From 1.0.0-m1 invocation data such as TPS and latency are collected from invocation event,not from Hystrix（handler-bizkeeper） any more,so you don’t need add Java Chassis Bizkeeper Handler only for metrics.we use EventBus in foundation-common,when EventBus had initialized,three build-in event listener class will be auto registered via SPI(Service Provider Interface):

Event Listener Name	Description
InvocationStartedEventListener	Process InvocationStartedEvent when consumer or producer called
InvocationStartExecutionEventListener	Process InvocationStartExecutionEvent when producer fetch invocation from queue and start process
InvocationFinishedEventListener	Process InvocationFinishedEvent when consumer call returned or producer process finished

ServiceComb java chassis had used Vertx as Reactor framework,in synchronous call mode when producer received invocation from consumer,it won’t start process immediately but put it into a queue,this queue called invocation queue(like disk queue in operation system),time waiting in the queue called LifeTimeInQueue,the length of the queue called waitInQueue,this two metrics are very important for measure stress of the microservice;consumer not has this queue,so InvocationStartProcessingEvent will never be triggered at consumer side.

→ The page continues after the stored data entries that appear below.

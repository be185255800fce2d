//! Event publishing/subscription abstraction (mechanics only).
//!
//! The bus distributes lifecycle events to out-of-process consumers
//! (collectors, alerting bridges). It is deliberately lightweight:
//!
//! - **Transport-agnostic**: in-memory channels today, a broker tomorrow.
//! - **At-least-once**: consumers must tolerate duplicates.
//! - **No persistence**: the execution store is the source of truth; events
//!   are a projection of what already happened.

use std::sync::Arc;
use std::sync::mpsc::Receiver;
use std::time::Duration;

/// A subscription to an event stream.
///
/// Each subscription receives a copy of every message published after it was
/// created (broadcast semantics). Subscriptions are meant for a single
/// consuming thread.
///
/// ```ignore
/// let subscription = bus.subscribe();
/// loop {
///     match subscription.recv_timeout(Duration::from_secs(1)) {
///         Ok(event) => forward(event),
///         Err(RecvTimeoutError::Timeout) => continue,
///         Err(RecvTimeoutError::Disconnected) => break,
///     }
/// }
/// ```
#[derive(Debug)]
pub struct Subscription<M> {
    receiver: Receiver<M>,
}

impl<M> Subscription<M> {
    pub fn new(receiver: Receiver<M>) -> Self {
        Self { receiver }
    }

    /// Block until the next message is available.
    pub fn recv(&self) -> Result<M, std::sync::mpsc::RecvError> {
        self.receiver.recv()
    }

    /// Try to receive a message without blocking.
    pub fn try_recv(&self) -> Result<M, std::sync::mpsc::TryRecvError> {
        self.receiver.try_recv()
    }

    /// Block for up to `timeout` waiting for a message.
    pub fn recv_timeout(&self, timeout: Duration) -> Result<M, std::sync::mpsc::RecvTimeoutError> {
        self.receiver.recv_timeout(timeout)
    }

    /// Drain everything currently buffered.
    pub fn drain(&self) -> Vec<M> {
        self.receiver.try_iter().collect()
    }
}

/// Domain-agnostic pub/sub bus.
///
/// `publish` may fail (bus closed, broker unreachable); callers decide whether
/// that matters. The trait is `Send + Sync` so that many worker threads can
/// publish concurrently.
pub trait EventBus<M>: Send + Sync {
    type Error: core::fmt::Debug + Send + Sync + 'static;

    fn publish(&self, message: M) -> Result<(), Self::Error>;

    fn subscribe(&self) -> Subscription<M>;
}

impl<M, B> EventBus<M> for Arc<B>
where
    B: EventBus<M> + ?Sized,
{
    type Error = B::Error;

    fn publish(&self, message: M) -> Result<(), Self::Error> {
        (**self).publish(message)
    }

    fn subscribe(&self) -> Subscription<M> {
        (**self).subscribe()
    }
}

The code for trigger event write in RestInvocation,HighwayServerInvoke and InvokerUtils,if microservice don’t import metrics,event listeners of metrics won’t be registered,the impact on performance is little.

Use Netflix Servo as Monitor of Metric

Netflix Servo had implement a collection of high performance monitor,we had used five of them:

Monitor Name	Description
BasicCounter	As name of it,always increment
StepCounter	Called ‘ResettableCounter’ before
BasicTimer	Time (Latency) monitor
BasicGauge	Return a Callable call result monitor
MaxGauge	Mark max value in step

The version of Servo we used is 0.10.1

Window Time(also may called ‘Polling Interval’ or ‘Step Cycle’)

Metrics had many classifications,we can divided them into two major types by how get value:

Direct get
You can direct get newest value anytime,such as system resource usage include cpu load rate,running thread count,heap size and call count,queue length,etc.
From statistics
After a ‘certain time’ passed can counting the value,this time we called ‘Window Time’,include:
a) Take one from many,like Max、Min、Median;
b) Time-related,like TPS(transaction per second);
c) Count-related,like average,variance.
If get value of this type,the result returned is the last ‘Step Cycle’ counted.in Servo,this time called ‘Polling Intervals’. From 1.0.0-m1,can set servicecomb.metrics.window_time in microservice.yaml,it has same effect as set servo.pollers.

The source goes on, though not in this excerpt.